The Victoria Hockey Club of Montreal, Quebec, Canada was an early men's amateur ice hockey club. Its date of origin is ascribed to either 1874, 1877 or 1881, making it either the first or second organized ice hockey club after McGill University. The club played at its own rink, the Victoria Skating Rink in Montreal. The club was winners of the Stanley Cup in 1895 and held it until 1899, except for a period in 1896. The club remained amateur, splitting from the ranks of teams turned professional in 1908. The club was the first winner of the Allan Cup and continued to play until 1939, when it folded after its 65th season. The club often also fielded junior and intermediate teams.

==Team history==
Interest in ice hockey at the Victoria Skating Club in Montreal, dates to at least 1874, and is attributed to the efforts of James Creighton then a judge of skating at the club, in organizing his friends to play on the rink with sticks and skates from his home province of Nova Scotia. In 1875, the first recorded organized hockey game took place at its rink, the Victoria Skating Rink, which had opened in 1862, between skating club members and McGill University students. Until 1883, there was only exhibition matches against other teams in Montreal. Tournaments would begin in 1883 at the Montreal Winter Carnival.

On January 10, 1882, the Victoria Hockey Club held what was described as its 'first annual meeting', whereby it elected its president James G. Monk. Other directors included George W. Gardner as vice-president, secretary-treasurer was Charles Lamothe. Hockey was played with both balls and pucks during this period. According to McGill hockey club member W. L. Murray, by 1881 it was normally played with a square puck, made by slicing a rubber ball.
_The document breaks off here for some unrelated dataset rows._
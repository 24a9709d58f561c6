//! Import: manifest-driven bulk ingest, deduplicated against existing store
//! state and idempotent across repeated runs (spec section 4.4).

use crate::context::Context;
use crate::error::{MemoryboxError, Result};
use crate::fetch;
use crate::file::validate_meta;
use crate::logger::Logger;
use crate::ops::put::put;
use crate::store::Store;
use serde_json::Value;
use std::collections::{HashMap, HashSet};
use std::sync::Arc;

struct ManifestLine {
    token: String,
    metadata: Option<String>,
}

/// `<token><SP><optional JSON object>` per line; blank lines are skipped.
fn parse_manifest(text: &str) -> Vec<ManifestLine> {
    text.lines()
        .map(str::trim)
        .filter(|l| !l.is_empty())
        .map(|line| match line.split_once(' ') {
            Some((token, rest)) if !rest.trim().is_empty() => ManifestLine {
                token: token.to_string(),
                metadata: Some(rest.trim().to_string()),
            },
            _ => ManifestLine {
                token: line.to_string(),
                metadata: None,
            },
        })
        .collect()
}

/// `store` is an `Arc` (not a borrowed reference, unlike the other ops)
/// because Import's fan-out goes through Fetch's spawn-based task group,
/// which requires its handler — and everything it closes over — to be
/// `'static`.
pub async fn import(
    store: Arc<dyn Store>,
    ctx: &Context,
    logger: &Logger,
    http: reqwest::Client,
    concurrency: usize,
    set_name: &str,
    manifest_text: &str,
) -> Result<()> {
    ctx.check()?;

    let all = store.search(ctx, "").await?;
    let valid_meta_names = all.valid().meta().names();
    let meta_bodies = store.concat(ctx, concurrency, &valid_meta_names).await?;
    let mut existing_sources: HashSet<String> = HashSet::new();
    for bytes in &meta_bodies {
        if let Ok(meta) = validate_meta(bytes) {
            if let Some(source) = meta.get("memorybox").and_then(|m| m.get("source")).and_then(Value::as_str) {
                existing_sources.insert(source.to_string());
            }
        }
    }

    let mut by_token: HashMap<String, Option<String>> = HashMap::new();
    let mut order: Vec<String> = Vec::new();
    let mut duplicates_removed = 0usize;
    let mut existing_removed = 0usize;
    for line in parse_manifest(manifest_text) {
        if existing_sources.contains(&line.token) {
            existing_removed += 1;
            continue;
        }
        match by_token.get(&line.token) {
            None => {
                by_token.insert(line.token.clone(), line.metadata.clone());
                order.push(line.token);
            }
            Some(existing) if *existing == line.metadata => {
                duplicates_removed += 1;
            }
            Some(_) => {
                return Err(MemoryboxError::InvalidInput(format!(
                    "manifest line for {:?} carries metadata conflicting with an earlier line",
                    line.token
                )));
            }
        }
    }

    logger.out(format!(
        "import {set_name}: {} queued, {duplicates_removed} duplicates removed, {existing_removed} existing removed",
        order.len()
    ));

    let tokens = order.clone();
    let set_name = set_name.to_string();
    let by_token = Arc::new(by_token);
    let order = Arc::new(order);

    fetch::fetch_many(ctx, http, tokens, concurrency, move |item_ctx, idx, mut file| {
        let store = store.clone();
        let by_token = by_token.clone();
        let order = order.clone();
        let set_name = set_name.clone();
        async move {
            if let Some(token) = order.get(idx) {
                if let Some(Some(json)) = by_token.get(token) {
                    file.merge(json)?;
                }
            }
            match put(&store, &item_ctx, file, Some(&set_name)).await {
                Ok(()) => Ok(()),
                Err(e) if e.is_already_exists() => Ok(()),
                Err(e) => Err(e),
            }
        }
    })
    .await
}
According to Murray, the Victoria club of the 1880s is credited with eliminating the square edges and playing with a round puck.
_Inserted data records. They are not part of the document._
//! Delete: resolve a reference, then remove its datafile/metafile pair
//! concurrently (spec section 4.4).

use super::resolve_one;
use crate::context::Context;
use crate::error::Result;
use crate::file::meta_name_of;
use crate::store::Store;

pub async fn delete<S: Store + ?Sized>(store: &S, ctx: &Context, reference: &str) -> Result<()> {
    ctx.check()?;
    let data_name = resolve_one(store, ctx, reference, false).await?;
    let meta_name = meta_name_of(&data_name);
    tokio::try_join!(store.delete(ctx, &data_name), store.delete(ctx, &meta_name))?;
    Ok(())
}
In 1886, the club helped to found the Amateur Hockey Association of Canada (AHAC). The team played in this league from 1887–1898. It was during this period that the team had its greatest success, winning the Stanley Cup in 1895, December 1896, 1897, 1898 and February 1899. They also won the AHAC league in 1895, 1896, 1897 and 1898. In 1894, the team participated in the first Stanley Cup playoff, losing 3–2 to Montreal in the semi-final.
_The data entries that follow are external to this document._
use std::sync::Arc;

use oura_client::config::Config;
use oura_client::http_client::ReqwestOuraClient;
use oura_mcp::OuraMcpHandler;

#[tokio::main]
async fn main() -> anyhow::Result<()> {
    // Configure logging from env var `OURA_MCP_LOG_LEVEL` (or fallback to `RUST_LOG`, default `info`).
    let log_env = std::env::var("OURA_MCP_LOG_LEVEL")
        .or_else(|_| std::env::var("RUST_LOG"))
        .unwrap_or_else(|_| "info".to_string());

    // Append per-target overrides to keep rmcp internals quiet by default
    let combined_filter = format!("{},rmcp=warn,serve_inner=warn", log_env);
    let env_filter = tracing_subscriber::EnvFilter::try_new(combined_filter)
        .unwrap_or_else(|_| tracing_subscriber::EnvFilter::new("info,rmcp=warn,serve_inner=warn"));
    // Logs go to stderr; stdout belongs to the MCP transport.
    tracing_subscriber::fmt()
        .compact()
        .with_writer(std::io::stderr)
        .with_ansi(false)
        .with_target(false)
        .with_env_filter(env_filter)
        .init();
    tracing::info!("oura_mcp: log filter: {}", log_env);

    // Missing token is a startup-time fatal error, not a per-call one.
    let config = Config::from_env().inspect_err(|e| {
        tracing::error!("oura_mcp: {e}; set OURA_API_TOKEN and restart");
    })?;

    let client = ReqwestOuraClient::from_config(&config);
    let handler = OuraMcpHandler::new(Arc::new(client));
    tracing::info!("oura_mcp: registered {} tools", handler.tool_count());

    // Start RMCP server over stdio transport so it's immediately usable with MCP clients
    tracing::info!("oura_mcp: starting stdio MCP server...");

    use rmcp::serve_server;
    let transport = (tokio::io::stdin(), tokio::io::stdout());
    let server = serve_server(handler, transport).await?;

    tracing::info!("oura_mcp: service initialized as server");

    server.waiting().await?;

    Ok(())
}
The team resigned from the AHAC in 1898 over the proposal to allow the Ottawa Capitals into the league, and helped form the Canadian Amateur Hockey League (CAHL) in which they played from 1899–1905. The CAHL itself folded in 1905 and the team helped found the Eastern Canada Amateur Hockey Association. The league allowed amateurs and professionals to play against each other openly. The Victorias played in the league for two years as a purely amateur team leaving the ECAHA after the 1908 season to focus on amateur play.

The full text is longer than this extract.